Multiple Audio Snippet Recognition Capabilities?

bklein · September 15, 2020, 6:25pm

I watched the Audio recognition video using the running faucet example. My interest is in metal detector target recognition. Various target metal characteristics result in a series of audio classifications usually identified by audio frequency. Some targets have variations - like a bobby pin or nail would have a double blip. With some detectors, different metals are identified with different frequency audio. My question is, what type of processing power and what kind of delay is required to identify one of many possible target sounds. The video just showed one sound vs a background noise.
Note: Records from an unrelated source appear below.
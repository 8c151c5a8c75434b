//! Decode loop: source frames in, ASCII frames onto the queue.

use log::{debug, warn};

use crate::cancel::CancelToken;
use crate::convert::{convert, AsciiFrame, FrameSize};
use crate::queue::FrameSender;
use crate::source::VideoSource;

/// What the decode loop did.
#[derive(Debug, Clone, Copy, Default, PartialEq, Eq)]
pub struct ProducerStats {
    /// Frames handed to the queue, blanks included.
    pub frames_sent: u64,
    /// Frames replaced with a blank after a conversion failure.
    pub blank_frames: u64,
    /// Whether the loop ended on a decoder read failure rather than a clean end of stream.
    pub decode_failed: bool,
}

/// Pull every frame out of `source`, convert it and enqueue it.
///
/// A frame that fails conversion is replaced with a blank frame of `size`, so
/// playback never loses its place. The loop stops at end of stream, on a broken
/// decoder, on cancellation, or when the playback side goes away. Unless the
/// playback side is already gone, the end-of-stream marker is sent exactly once,
/// and the source is always released afterwards.
pub fn run<S>(mut source: S, sender: FrameSender, size: FrameSize, cancel: &CancelToken) -> ProducerStats
where
    S: VideoSource,
{
    let mut stats = ProducerStats::default();
    let mut consumer_gone = false;

    while !cancel.is_cancelled() {
        let decoded = match source.read_next() {
            Ok(Some(frame)) => frame,
            Ok(None) => break,
            Err(e) => {
                warn!("stopping decode after {} frames: {}", stats.frames_sent, e);
                stats.decode_failed = true;
                break;
            }
        };

        let ascii = match convert(&decoded, size) {
            Ok(ascii) => ascii,
            Err(e) if e.is_frame_recoverable() => {
                warn!("frame {} substituted with blank: {}", stats.frames_sent + 1, e);
                stats.blank_frames += 1;
                AsciiFrame::blank(size)
            }
            Err(e) => {
                warn!("stopping decode after {} frames: {}", stats.frames_sent, e);
                stats.decode_failed = true;
                break;
            }
        };

        if sender.send(ascii).is_err() {
            consumer_gone = true;
            break;
        }
        stats.frames_sent += 1;
    }

    if !consumer_gone {
        if let Err(e) = sender.finish() {
            debug!("end of stream not delivered: {}", e);
        }
    } else {
        debug!("playback loop gone, skipping end of stream marker");
    }
    source.release();

    debug!(
        "decode loop finished: {} frames, {} blank",
        stats.frames_sent, stats.blank_frames
    );
    stats
}
//! Where ASCII frames end up.

use std::io::{self, BufWriter, Stdout, Write};
use std::sync::{Arc, Mutex};

use crate::convert::AsciiFrame;

/// Clear-then-write surface driven by the playback loop.
pub trait DisplaySurface: Send {
    fn clear(&mut self) -> io::Result<()>;

    fn write(&mut self, frame: &AsciiFrame) -> io::Result<()>;
}

const CLEAR_SCREEN: &[u8] = b"\x1B[2J\x1B[H";

/// ANSI terminal on any writer, buffered stdout by default.
///
/// Nothing reaches the writer until [`DisplaySurface::write`] flushes, so the
/// clear and the whole frame go out together.
pub struct TerminalDisplay<W: Write = BufWriter<Stdout>> {
    out: W,
}

impl TerminalDisplay<BufWriter<Stdout>> {
    /// Create a display on the process's stdout.
    pub fn stdout() -> Self {
        Self::new(BufWriter::new(io::stdout()))
    }
}

impl<W: Write> TerminalDisplay<W> {
    /// Create a display on `out`. Wrap unbuffered writers in a [`BufWriter`].
    pub fn new(out: W) -> Self {
        Self { out }
    }

    /// Give back the writer.
    pub fn into_inner(self) -> W {
        self.out
    }
}

impl<W: Write + Send> DisplaySurface for TerminalDisplay<W> {
    fn clear(&mut self) -> io::Result<()> {
        self.out.write_all(CLEAR_SCREEN)
    }

    fn write(&mut self, frame: &AsciiFrame) -> io::Result<()> {
        self.out.write_all(frame.as_str().as_bytes())?;
        self.out.write_all(b"\n")?;
        self.out.flush()
    }
}

/// Snapshot of what a [`RecordingDisplay`] has seen.
#[derive(Debug, Clone, Default, PartialEq, Eq)]
pub struct Recording {
    pub clears: usize,
    pub frames: Vec<String>,
}

/// Display double that records writes instead of touching a terminal.
///
/// Clones share one recording, so a test can keep a handle while the
/// playback loop owns another.
#[derive(Debug, Clone, Default)]
pub struct RecordingDisplay {
    recording: Arc<Mutex<Recording>>,
}

impl RecordingDisplay {
    pub fn new() -> Self {
        Self::default()
    }

    pub fn snapshot(&self) -> Recording {
        self.recording
            .lock()
            .unwrap_or_else(|e| e.into_inner())
            .clone()
    }

    pub fn frames(&self) -> Vec<String> {
        self.snapshot().frames
    }
}

impl DisplaySurface for RecordingDisplay {
    fn clear(&mut self) -> io::Result<()> {
        self.recording.lock().unwrap_or_else(|e| e.into_inner()).clears += 1;
        Ok(())
    }

    fn write(&mut self, frame: &AsciiFrame) -> io::Result<()> {
        self.recording
            .lock()
            .unwrap_or_else(|e| e.into_inner())
            .frames
            .push(frame.as_str().to_string());
        Ok(())
    }
}

impl<D: DisplaySurface + ?Sized> DisplaySurface for Box<D> {
    fn clear(&mut self) -> io::Result<()> {
        (**self).clear()
    }

    fn write(&mut self, frame: &AsciiFrame) -> io::Result<()> {
        (**self).write(frame)
    }
}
It didn’t really discuss the processing delays needed or if multiple sound ID’s are even possible/practical with this technique.
Many detectorists are getting hard of hearing and would appreciate something perhaps like a light or handle vibration that would indicate the target ID in real time.
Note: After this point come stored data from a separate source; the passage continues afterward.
//! Decoded video frame to ASCII text conversion.
//!
//! Conversion is grayscale, then area-averaged resampling to the target grid,
//! then a lookup into a fixed 10-step character ramp. Nothing here touches I/O.

use std::fmt;

use image::{DynamicImage, GrayImage, RgbImage};
use serde::{Deserialize, Serialize};

use crate::error::{PlayerError, Result};

/// Character ramp ordered from most ink to least ink.
pub const ASCII_RAMP: &[u8; 10] = b"@%#*+=-:. ";

/// Intensity span covered by a single ramp step.
pub const RAMP_STEP: u8 = 25;

const BLANK: char = ' ';

/// Largest per-axis shrink done in one resampling pass. `thumbnail` sums each
/// output cell in a `u32`, so a single pass over a huge frame can overflow.
const MAX_PASS_FACTOR: u32 = 64;

/// Output grid dimensions in characters.
#[derive(Debug, Clone, Copy, PartialEq, Eq, Hash, Serialize, Deserialize)]
pub struct FrameSize {
    pub width: u32,
    pub height: u32,
}

impl FrameSize {
    /// Create a size of `width` columns by `height` rows.
    pub fn new(width: u32, height: u32) -> Self {
        Self { width, height }
    }

    /// True when either dimension is zero.
    pub fn is_empty(&self) -> bool {
        self.width == 0 || self.height == 0
    }
}

impl fmt::Display for FrameSize {
    fn fmt(&self, f: &mut fmt::Formatter<'_>) -> fmt::Result {
        write!(f, "{}x{}", self.width, self.height)
    }
}

/// One decoded video frame as a grid of colour samples.
#[derive(Debug, Clone)]
pub struct DecodedFrame {
    image: DynamicImage,
}

impl DecodedFrame {
    /// Wrap an image of any pixel format.
    pub fn new(image: DynamicImage) -> Self {
        Self { image }
    }

    /// Wrap an 8-bit RGB image.
    pub fn from_rgb(image: RgbImage) -> Self {
        Self::new(DynamicImage::ImageRgb8(image))
    }

    /// Wrap a packed `rgb24` buffer as produced by a raw video decoder.
    pub fn from_raw_rgb(width: u32, height: u32, data: Vec<u8>) -> Result<Self> {
        let len = data.len();
        RgbImage::from_raw(width, height, data)
            .map(Self::from_rgb)
            .ok_or_else(|| {
                PlayerError::InvalidFrame(format!(
                    "{} bytes cannot hold a {}x{} rgb24 frame",
                    len, width, height
                ))
            })
    }

    /// Width in pixels.
    pub fn width(&self) -> u32 {
        self.image.width()
    }

    /// Height in pixels.
    pub fn height(&self) -> u32 {
        self.image.height()
    }

    /// The underlying pixel data.
    pub fn image(&self) -> &DynamicImage {
        &self.image
    }
}

/// A block of text holding exactly `size.height` lines of `size.width` characters.
#[derive(Debug, Clone, PartialEq, Eq)]
pub struct AsciiFrame {
    text: String,
    size: FrameSize,
}

impl AsciiFrame {
    /// An all-space frame, used in place of frames that failed conversion.
    pub fn blank(size: FrameSize) -> Self {
        let row = BLANK.to_string().repeat(size.width as usize);
        let text = vec![row; size.height as usize].join("\n");
        Self { text, size }
    }

    /// Grid dimensions of this frame.
    pub fn size(&self) -> FrameSize {
        self.size
    }

    /// Rows joined by `\n`, without a trailing newline.
    pub fn as_str(&self) -> &str {
        &self.text
    }

    /// Iterate over the rows.
    pub fn lines(&self) -> impl Iterator<Item = &str> {
        self.text.split('\n')
    }

    /// True when every cell is a space.
    pub fn is_blank(&self) -> bool {
        self.text.chars().all(|c| c == BLANK || c == '\n')
    }
}

impl fmt::Display for AsciiFrame {
    fn fmt(&self, f: &mut fmt::Formatter<'_>) -> fmt::Result {
        f.write_str(&self.text)
    }
}

/// Convert one decoded frame into an ASCII frame of exactly `size`.
///
/// # Errors
///
/// [`PlayerError::InvalidFrame`] when the frame has no pixels or `size` is empty,
/// [`PlayerError::Conversion`] when resampling does not land on the requested grid.
pub fn convert(frame: &DecodedFrame, size: FrameSize) -> Result<AsciiFrame> {
    if frame.width() == 0 || frame.height() == 0 {
        return Err(PlayerError::InvalidFrame(format!(
            "decoded frame is empty ({}x{})",
            frame.width(),
            frame.height()
        )));
    }
    if size.is_empty() {
        return Err(PlayerError::InvalidFrame(format!("target size {} is empty", size)));
    }

    let gray = frame.image().to_luma8();
    let resampled = resample(&gray, size)?;
    Ok(map_to_ascii(&resampled))
}

/// Area-averaging resize to exactly `size`.
///
/// Large reductions run in several passes of at most [`MAX_PASS_FACTOR`] per axis.
fn resample(gray: &GrayImage, size: FrameSize) -> Result<GrayImage> {
    if gray.dimensions() == (size.width, size.height) {
        return Ok(gray.clone());
    }

    let mut staged: Option<GrayImage> = None;
    loop {
        let current = staged.as_ref().unwrap_or(gray);
        let (w, h) = current.dimensions();
        let next_w = intermediate_extent(w, size.width);
        let next_h = intermediate_extent(h, size.height);
        if (next_w, next_h) == (w, h) {
            break;
        }
        staged = Some(image::imageops::thumbnail(current, next_w, next_h));
    }

    let current = staged.as_ref().unwrap_or(gray);
    let out = image::imageops::thumbnail(current, size.width, size.height);
    if out.dimensions() != (size.width, size.height) {
        let (w, h) = out.dimensions();
        return Err(PlayerError::Conversion(format!(
            "resampled to {}x{} instead of {}",
            w, h, size
        )));
    }
    Ok(out)
}

/// Extent of the next resampling pass along one axis, or `from` when the final
/// pass can reach `target` directly.
fn intermediate_extent(from: u32, target: u32) -> u32 {
    if from <= target.saturating_mul(MAX_PASS_FACTOR) {
        from
    } else {
        from.div_ceil(MAX_PASS_FACTOR)
    }
}

fn map_to_ascii(gray: &GrayImage) -> AsciiFrame {
    let (w, h) = gray.dimensions();
    let mut text = String::with_capacity((w as usize + 1) * h as usize);
    for y in 0..h {
        if y > 0 {
            text.push('\n');
        }
        for x in 0..w {
            text.push(char_for(gray.get_pixel(x, y)[0]));
        }
    }
    AsciiFrame {
        text,
        size: FrameSize::new(w, h),
    }
}

/// Ramp character for a single intensity. Indices past the end clamp to the blank end.
pub fn char_for(luma: u8) -> char {
    let idx = (luma / RAMP_STEP) as usize;
    let idx = idx.min(ASCII_RAMP.len() - 1);
    ASCII_RAMP[idx] as char
}

#[cfg(test)]
mod tests {
    use super::*;
    use image::{GrayImage, Luma, Rgb};

    fn solid(width: u32, height: u32, v: u8) -> DecodedFrame {
        DecodedFrame::from_rgb(RgbImage::from_pixel(width, height, Rgb([v, v, v])))
    }

    #[test]
    fn test_char_for_boundaries() {
        assert_eq!(char_for(0), '@');
        assert_eq!(char_for(24), '@');
        assert_eq!(char_for(25), '%');
        assert_eq!(char_for(125), '=');
        assert_eq!(char_for(224), ':');
        assert_eq!(char_for(225), ' ');
        assert_eq!(char_for(249), ' ');
        assert_eq!(char_for(250), ' ');
        assert_eq!(char_for(255), ' ');
    }

    #[test]
    fn test_char_for_is_monotonic() {
        let rank = |c: char| ASCII_RAMP.iter().position(|&b| b as char == c).unwrap();
        let mut prev = rank(char_for(0));
        for v in 1..=255u8 {
            let cur = rank(char_for(v));
            assert!(cur >= prev, "ramp index dropped at intensity {}", v);
            prev = cur;
        }
    }

    #[test]
    fn test_convert_shape_matches_target() {
        let frame = solid(64, 48, 90);
        for (w, h) in [(1, 1), (2, 1), (7, 3), (40, 12), (64, 48), (100, 60)] {
            let ascii = convert(&frame, FrameSize::new(w, h)).unwrap();
            let lines: Vec<&str> = ascii.lines().collect();
            assert_eq!(lines.len(), h as usize, "height for {}x{}", w, h);
            assert!(lines.iter().all(|l| l.chars().count() == w as usize));
            assert_eq!(ascii.size(), FrameSize::new(w, h));
        }
    }

    #[test]
    fn test_convert_solid_intensities() {
        let size = FrameSize::new(2, 1);
        assert_eq!(convert(&solid(8, 4, 0), size).unwrap().as_str(), "@@");
        assert_eq!(convert(&solid(8, 4, 125), size).unwrap().as_str(), "==");
        assert_eq!(convert(&solid(8, 4, 255), size).unwrap().as_str(), "  ");
    }

    #[test]
    fn test_convert_area_average_of_stripes() {
        // Alternating black and white columns average to mid-gray in one cell.
        let img = GrayImage::from_fn(4, 4, |x, _| if x % 2 == 0 { Luma([0]) } else { Luma([250]) });
        let frame = DecodedFrame::new(DynamicImage::ImageLuma8(img));
        let ascii = convert(&frame, FrameSize::new(1, 1)).unwrap();
        assert_eq!(ascii.as_str(), "=");
    }

    #[test]
    fn test_convert_huge_frame_to_single_cell() {
        let img = GrayImage::from_pixel(7680, 4320, Luma([255]));
        let frame = DecodedFrame::new(DynamicImage::ImageLuma8(img));
        let ascii = convert(&frame, FrameSize::new(1, 1)).unwrap();
        assert_eq!(ascii.as_str(), " ");
    }

    #[test]
    fn test_intermediate_extent_bounds_each_pass() {
        assert_eq!(intermediate_extent(64, 1), 64);
        assert_eq!(intermediate_extent(7680, 1), 120);
        assert_eq!(intermediate_extent(120, 1), 2);
        assert_eq!(intermediate_extent(6400, 100), 6400);
        assert_eq!(intermediate_extent(7680, 100), 120);
    }

    #[test]
    fn test_convert_is_deterministic() {
        let img = RgbImage::from_fn(30, 20, |x, y| Rgb([(x * 8) as u8, (y * 12) as u8, 77]));
        let frame = DecodedFrame::from_rgb(img);
        let size = FrameSize::new(10, 5);
        assert_eq!(convert(&frame, size).unwrap(), convert(&frame, size).unwrap());
    }

    #[test]
    fn test_convert_rejects_empty_frame() {
        let frame = DecodedFrame::from_rgb(RgbImage::new(0, 0));
        let err = convert(&frame, FrameSize::new(4, 2)).unwrap_err();
        assert!(matches!(err, PlayerError::InvalidFrame(_)));
    }

    #[test]
    fn test_blank_frame_shape() {
        let blank = AsciiFrame::blank(FrameSize::new(3, 2));
        assert_eq!(blank.as_str(), "   \n   ");
        assert!(blank.is_blank());
        assert_eq!(blank.size(), FrameSize::new(3, 2));
    }

    #[test]
    fn test_from_raw_rgb_rejects_short_buffer() {
        let err = DecodedFrame::from_raw_rgb(4, 4, vec![0; 10]).unwrap_err();
        assert!(matches!(err, PlayerError::InvalidFrame(_)));
        assert!(DecodedFrame::from_raw_rgb(2, 2, vec![0; 12]).is_ok());
    }
}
janjongboom · September 16, 2020, 9:44am

Hi @bklein, the same principles as in the video also apply to multi-class audio. Maybe you’ll need to build a larger neural network to accurately predict the outcomes, but that requires a bit of toying around. We’ve recently added cropping and splitting of data to the studio (https://www.edgeimpulse.com/blog/crop-split-data/) which should make it easier to detect discrete events like the blips.

Maybe @dansitu also has something to add, he’s been busy on the audio pipeline!

dansitu · September 16, 2020, 11:57pm

Hi @bklein,

This is a great application and I’d love to see Edge Impulse working for detectorists!

If I understand correctly, it sounds like you’re interested in training a model to recognize more than one class of sound in addition to background noise. This is absolutely possible, and I encourage you to experiment. You’ll have to think about the following:

As a rule, the more classes you add the larger your model will need to be in order to perform well. You can experiment with adding and removing layers and filters to find the ideal balance between accuracy and model size.
If your model is having trouble distinguishing between subtly different sounds, you might need to add more resolution to the MFCC block by increasing the number of coefficients or reducing the frame length/stride.
For balanced training and evaluation, try to collect an equal amount of training and testing data samples for each class of sound.

Try some things out and let me know how it goes—this is an area I’m personally interested in, and I’m happy to help with some pointers along the way.

Warmly,
Dan